Le statut social des seringueiros est devenu moins prestigieux que celui d’éleveur car les bénéfices économiques restent maigres. Sans compter que «le travail d’extraction du latex est pénible, détaille Rogério Mendes. Il nécessite de longues marches dans la forêt et le prix payé pour le caoutchouc n’est pas toujours rémunérateur, il est difficile de survivre uniquement grâce à cela.»

Pour assurer un modèle plus pérenne, Veja assure à Vert acheter le latex quatre fois plus cher que le prix du marché, selon des accords à long terme avec les communautés locales pour «offrir aux familles et aux coopératives des primes financières en reconnaissance du service environnemental qu’elles rendent». Mais ce mode d’approvisionnement qui s’adapte au rythme de collecte des seringueiros est loin d’être la norme.

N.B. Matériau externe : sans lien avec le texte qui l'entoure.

//! Port interfaces and their typed members.
//!
//! An interface is one node whose family tag selects the member kind it
//! may own: data elements (sender-receiver, NV data), operations
//! (client-server), mode groups (mode switch) or parameters (parameter).
//! Members are child nodes, so `(interface ref, member name)` resolves
//! through the ordinary path descent.

use smol_str::SmolStr;

use crate::base::{ArPath, SchemaEra};
use crate::model::error::{ModelError, ReferenceError, ValidationError};
use crate::model::node::{ElementData, Node, NodeId};
use crate::model::workspace::Workspace;

/// The five port interface families.
#[derive(Debug, Clone, Copy, PartialEq, Eq, Hash)]
pub enum InterfaceFamily {
    SenderReceiver,
    ClientServer,
    ModeSwitch,
    Parameter,
    NvData,
}

impl InterfaceFamily {
    /// The element kind label of an interface of this family.
    pub fn interface_kind_name(&self) -> &'static str {
        match self {
            InterfaceFamily::SenderReceiver => "SenderReceiverInterface",
            InterfaceFamily::ClientServer => "ClientServerInterface",
            InterfaceFamily::ModeSwitch => "ModeSwitchInterface",
            InterfaceFamily::Parameter => "ParameterInterface",
            InterfaceFamily::NvData => "NvDataInterface",
        }
    }

    /// Lower-case label used in diagnostics.
    pub fn display(&self) -> &'static str {
        match self {
            InterfaceFamily::SenderReceiver => "sender-receiver",
            InterfaceFamily::ClientServer => "client-server",
            InterfaceFamily::ModeSwitch => "mode-switch",
            InterfaceFamily::Parameter => "parameter",
            InterfaceFamily::NvData => "NV-data",
        }
    }
}

/// Payload shared by all interface families.
#[derive(Debug, Clone, PartialEq, Eq)]
pub struct PortInterfaceData {
    pub family: InterfaceFamily,
    pub is_service: bool,
}

/// A typed data element of a sender-receiver or NV-data interface.
#[derive(Debug, Clone, PartialEq, Eq)]
pub struct DataElementData {
    pub type_ref: ArPath,
    pub is_queued: bool,
}

/// Direction of a client-server operation argument.
#[derive(Debug, Clone, Copy, PartialEq, Eq)]
pub enum ArgumentDirection {
    In,
    Out,
    InOut,
}

/// One argument of a client-server operation.
#[derive(Debug, Clone, PartialEq, Eq)]
pub struct OperationArgument {
    pub name: SmolStr,
    pub type_ref: ArPath,
    pub direction: ArgumentDirection,
}

/// A client-server operation.
#[derive(Debug, Clone, PartialEq, Eq)]
pub struct OperationData {
    pub arguments: Vec<OperationArgument>,
}

/// A mode group member referencing its mode declaration group.
#[derive(Debug, Clone, PartialEq, Eq)]
pub struct ModeGroupData {
    pub mode_group_ref: ArPath,
}

/// A parameter member of a parameter interface.
#[derive(Debug, Clone, PartialEq, Eq)]
pub struct InterfaceParameterData {
    pub type_ref: ArPath,
}

/// A mode declaration group: ordered mode names plus the initial mode.
#[derive(Debug, Clone, PartialEq, Eq)]
pub struct ModeDeclarationGroupData {
    pub modes: Vec<SmolStr>,
    pub initial_mode: Option<SmolStr>,
}

// ============================================================================
// FACTORIES
// ============================================================================

impl Workspace {
    /// Create a sender-receiver interface under `package`.
    pub fn create_sender_receiver_interface(
        &mut self,
        package: NodeId,
        name: &str,
    ) -> Result<NodeId, ModelError> {
        self.create_interface(package, name, InterfaceFamily::SenderReceiver)
    }

    /// Create a client-server interface under `package`.
    pub fn create_client_server_interface(
        &mut self,
        package: NodeId,
        name: &str,
    ) -> Result<NodeId, ModelError> {
        self.create_interface(package, name, InterfaceFamily::ClientServer)
    }

    /// Create a mode-switch interface with its single mode group member.
    pub fn create_mode_switch_interface(
        &mut self,
        package: NodeId,
        name: &str,
        mode_group_name: &str,
        mode_group_ref: &str,
    ) -> Result<NodeId, ModelError> {
        let group = self.resolve_with_role(mode_group_ref, crate::model::PackageRole::ModeDclrGroup)?;
        let canonical = match self.get(group)?.data() {
            ElementData::ModeDeclarationGroup(_) => self.path_of(group),
            other => {
                return Err(ReferenceError::WrongKind {
                    path: mode_group_ref.to_string(),
                    expected: "ModeDeclarationGroup",
                    actual: other.kind_name(),
                }
                .into());
            }
        };
        let iface = self.create_interface(package, name, InterfaceFamily::ModeSwitch)?;
        let member = Node::new(
            mode_group_name,
            ElementData::ModeGroup(ModeGroupData {
                mode_group_ref: canonical,
            }),
        );
        self.append_element(iface, member)?;
        Ok(iface)
    }

    /// Create a parameter interface under `package`.
    pub fn create_parameter_interface(
        &mut self,
        package: NodeId,
        name: &str,
    ) -> Result<NodeId, ModelError> {
        self.create_interface(package, name, InterfaceFamily::Parameter)
    }

    /// Create an NV-data interface under `package`. Rejected on an
    /// AUTOSAR 3 workspace: the family only exists in the 4.x schemas.
    pub fn create_nv_data_interface(
        &mut self,
        package: NodeId,
        name: &str,
    ) -> Result<NodeId, ModelError> {
        if self.era() == SchemaEra::Autosar3 {
            return Err(ValidationError::EraNotSupported {
                feature: "NV-data interfaces",
                needed: SchemaEra::Autosar4.display(),
                actual: SchemaEra::Autosar3.display(),
            }
            .into());
        }
        self.create_interface(package, name, InterfaceFamily::NvData)
    }

    fn create_interface(
        &mut self,
        package: NodeId,
        name: &str,
        family: InterfaceFamily,
    ) -> Result<NodeId, ModelError> {
        self.expect_package(package)?;
        let node = Node::new(
            name,
            ElementData::PortInterface(PortInterfaceData {
                family,
                is_service: false,
            }),
        );
        self.append_element(package, node)
    }

    /// Mark an interface as a service interface.
    pub fn set_service(&mut self, interface: NodeId, is_service: bool) -> Result<(), ModelError> {
        let path = self.path_of(interface).to_string();
        match &mut self.get_mut(interface)?.data {
            ElementData::PortInterface(data) => {
                data.is_service = is_service;
                Ok(())
            }
            other => Err(ReferenceError::WrongKind {
                path,
                expected: "PortInterface",
                actual: other.kind_name(),
            }
            .into()),
        }
    }

    /// Add a data element to a sender-receiver or NV-data interface.
    pub fn create_data_element(
        &mut self,
        interface: NodeId,
        name: &str,
        type_ref: &str,
        is_queued: bool,
    ) -> Result<NodeId, ModelError> {
        self.expect_interface_family(
            interface,
            &[InterfaceFamily::SenderReceiver, InterfaceFamily::NvData],
        )?;
        let (_, canonical) = self.resolve_data_type_ref(type_ref)?;
        let node = Node::new(
            name,
            ElementData::DataElement(DataElementData {
                type_ref: canonical,
                is_queued,
            }),
        );
        self.append_element(interface, node)
    }

    /// Add an operation to a client-server interface. Arguments are
    /// `(name, data type reference, direction)` triples.
    pub fn create_operation(
        &mut self,
        interface: NodeId,
        name: &str,
        arguments: &[(&str, &str, ArgumentDirection)],
    ) -> Result<NodeId, ModelError> {
        self.expect_interface_family(interface, &[InterfaceFamily::ClientServer])?;
        let mut resolved = Vec::with_capacity(arguments.len());
        for (arg_name, type_ref, direction) in arguments {
            let (_, canonical) = self.resolve_data_type_ref(type_ref)?;
            resolved.push(OperationArgument {
                name: SmolStr::new(arg_name),
                type_ref: canonical,
                direction: *direction,
            });
        }
        let node = Node::new(name, ElementData::Operation(OperationData { arguments: resolved }));
        self.append_element(interface, node)
    }

    /// Add a parameter to a parameter interface.
    pub fn create_interface_parameter(
        &mut self,
        interface: NodeId,
        name: &str,
        type_ref: &str,
    ) -> Result<NodeId, ModelError> {
        self.expect_interface_family(interface, &[InterfaceFamily::Parameter])?;
        let (_, canonical) = self.resolve_data_type_ref(type_ref)?;
        let node = Node::new(
            name,
            ElementData::InterfaceParameter(InterfaceParameterData { type_ref: canonical }),
        );
        self.append_element(interface, node)
    }

    /// Create a mode declaration group under `package`.
    pub fn create_mode_declaration_group(
        &mut self,
        package: NodeId,
        name: &str,
        modes: &[&str],
        initial_mode: Option<&str>,
    ) -> Result<NodeId, ModelError> {
        self.expect_package(package)?;
        let node = Node::new(
            name,
            ElementData::ModeDeclarationGroup(ModeDeclarationGroupData {
                modes: modes.iter().map(|m| SmolStr::new(m)).collect(),
                initial_mode: initial_mode.map(SmolStr::new),
            }),
        );
        self.append_element(package, node)
    }

    pub(crate) fn expect_interface_family(
        &self,
        interface: NodeId,
        allowed: &[InterfaceFamily],
    ) -> Result<InterfaceFamily, ModelError> {
        let node = self.get(interface)?;
        match node.data() {
            ElementData::PortInterface(data) if allowed.contains(&data.family) => Ok(data.family),
            other => Err(ReferenceError::WrongKind {
                path: self.path_of(interface).to_string(),
                expected: allowed[0].interface_kind_name(),
                actual: other.kind_name(),
            }
            .into()),
        }
    }
}
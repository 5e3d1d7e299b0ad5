//! Value building: raw host values, typed value trees and the recursive
//! type-directed builder.

mod build;
mod spec;

pub use spec::{NumberValue, RawValue, ValueSpec};
use super::*;
use crate::base::SchemaVersion;

fn workspace() -> Workspace {
    Workspace::new(SchemaVersion::AUTOSAR_4_2)
}

#[test]
fn test_factory_path_resolves_to_same_node() {
    let mut ws = workspace();
    let pkg = ws.create_package("DataTypes").unwrap();
    let ty = ws.create_integer_type(pkg, "UInt8", 0, 255).unwrap();

    let path = ws.path_of(ty);
    assert_eq!(path.as_str(), "/DataTypes/UInt8");
    assert_eq!(ws.resolve(path.as_str()).unwrap(), ty);
}

#[test]
fn test_append_is_idempotent() {
    let mut ws = workspace();
    let pkg = ws.create_package("DataTypes").unwrap();
    let first = ws.create_integer_type(pkg, "UInt8", 0, 255).unwrap();
    let second = ws.create_integer_type(pkg, "UInt8", 0, 255).unwrap();

    assert_eq!(first, second);
    let node = ws.node(pkg).unwrap();
    assert_eq!(node.children().count(), 1);
}

#[test]
fn test_append_same_name_different_kind_is_conflict() {
    let mut ws = workspace();
    let pkg = ws.create_package("Mixed").unwrap();
    ws.create_integer_type(pkg, "Thing", 0, 255).unwrap();
    let err = ws.create_boolean_type(pkg, "Thing").unwrap_err();

    match err {
        ModelError::Conflict(ConflictError::KindMismatch {
            existing_kind,
            incoming_kind,
            ..
        }) => {
            assert_eq!(existing_kind, "IntegerType");
            assert_eq!(incoming_kind, "BooleanType");
        }
        other => panic!("expected KindMismatch, got {other:?}"),
    }
    // The failed append left the tree untouched.
    assert_eq!(ws.node(pkg).unwrap().children().count(), 1);
}

#[test]
fn test_append_same_name_different_definition_is_conflict() {
    let mut ws = workspace();
    let pkg = ws.create_package("DataTypes").unwrap();
    ws.create_integer_type(pkg, "UInt8", 0, 255).unwrap();
    let err = ws.create_integer_type(pkg, "UInt8", 0, 127).unwrap_err();

    assert!(matches!(
        err,
        ModelError::Conflict(ConflictError::Redefinition { .. })
    ));
}

#[test]
fn test_sibling_names_pairwise_distinct_after_appends() {
    let mut ws = workspace();
    let pkg = ws.create_package("DataTypes").unwrap();
    for name in ["A", "B", "C", "A", "B"] {
        let _ = ws.create_integer_type(pkg, name, 0, 255);
    }
    let names: Vec<&str> = ws
        .node(pkg)
        .unwrap()
        .children()
        .map(|id| ws.node(id).unwrap().name())
        .collect();
    assert_eq!(names, vec!["A", "B", "C"]);
}

#[test]
fn test_packages_and_elements_are_separate_namespaces() {
    let mut ws = workspace();
    let root = ws.create_package("Root").unwrap();
    let sub = ws.create_sub_package(root, "Shared").unwrap();
    let elem = ws.create_boolean_type(root, "Shared").unwrap();

    assert_ne!(sub, elem);
    assert_eq!(ws.path_of(sub).as_str(), "/Root/Shared");
    // Package namespace wins for path descent.
    assert_eq!(ws.resolve("/Root/Shared").unwrap(), sub);
}

#[test]
fn test_find_unique_name_is_pure() {
    let mut ws = workspace();
    let pkg = ws.create_package("Components").unwrap();
    ws.create_boolean_type(pkg, "Swc").unwrap();

    assert_eq!(ws.find_unique_name(pkg, "Swc"), "Swc_1");
    assert_eq!(ws.find_unique_name(pkg, "Other"), "Other");
    // No side effect: the bare name is still there.
    assert!(ws.resolve("/Components/Swc").is_ok());
}

#[test]
fn test_reserve_and_demote_renames_bare_sibling() {
    let mut ws = workspace();
    let pkg = ws.create_package("Components").unwrap();
    let original = ws.create_boolean_type(pkg, "Swc").unwrap();

    let reserved = ws.reserve_and_demote(pkg, "Swc").unwrap();
    assert_eq!(reserved, "Swc_1");
    // The bare sibling now answers to the demoted name, at the same
    // position in the ordered namespace.
    assert_eq!(ws.node(original).unwrap().name(), "Swc_0");
    assert_eq!(ws.resolve("/Components/Swc_0").unwrap(), original);
    assert!(ws.resolve("/Components/Swc").is_err());
}

#[test]
fn test_reserve_and_demote_without_collision() {
    let mut ws = workspace();
    let pkg = ws.create_package("Components").unwrap();
    let reserved = ws.reserve_and_demote(pkg, "Swc").unwrap();
    assert_eq!(reserved, "Swc_1");
}

#[test]
fn test_delete_frees_name_and_breaks_resolution() {
    let mut ws = workspace();
    let pkg = ws.create_package("DataTypes").unwrap();
    let ty = ws.create_integer_type(pkg, "UInt8", 0, 255).unwrap();

    ws.delete(ty).unwrap();
    assert!(ws.node(ty).is_none());
    assert!(ws.resolve("/DataTypes/UInt8").is_err());

    // The name is free again, for a different kind even.
    ws.create_boolean_type(pkg, "UInt8").unwrap();
}

#[test]
fn test_delete_tombstones_whole_subtree() {
    let mut ws = workspace();
    let root = ws.create_package("A").unwrap();
    let sub = ws.create_sub_package(root, "B").unwrap();
    let ty = ws.create_integer_type(sub, "C", 0, 1).unwrap();

    ws.delete(root).unwrap();
    assert!(ws.node(root).is_none());
    assert!(ws.node(sub).is_none());
    assert!(ws.node(ty).is_none());
    assert!(ws.root_package("A").is_none());
}

#[test]
fn test_unknown_role_name_is_fatal() {
    let err = "NotARole".parse::<PackageRole>().unwrap_err();
    assert!(matches!(err, ValidationError::UnknownRole(name) if name == "NotARole"));
    assert_eq!("DataType".parse::<PackageRole>().unwrap(), PackageRole::DataType);
}

#[test]
fn test_set_role_requires_existing_package() {
    let mut ws = workspace();
    assert!(ws.set_role(PackageRole::DataType, "/Missing").is_err());

    ws.create_package("DataTypes").unwrap();
    ws.set_role(PackageRole::DataType, "/DataTypes").unwrap();
    assert_eq!(
        ws.role(PackageRole::DataType).map(|p| p.as_str()),
        Some("/DataTypes")
    );
}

Pour toutes ces raisons, nombre d’ouvrier·es du latex ont diversifié leurs activités et récoltent des noix, des açais (un fruit transformé en sorbet) ou produisent du miel en complément. Le tourisme communautaire, qui met directement en lien les communautés locales et les touristes, offre également un complément de revenus. Pour assurer un avenir à ce modèle d’extraction lent et respectueux de la forêt, un projet d’école de seringueiros est en cours de création aux abords de la résex.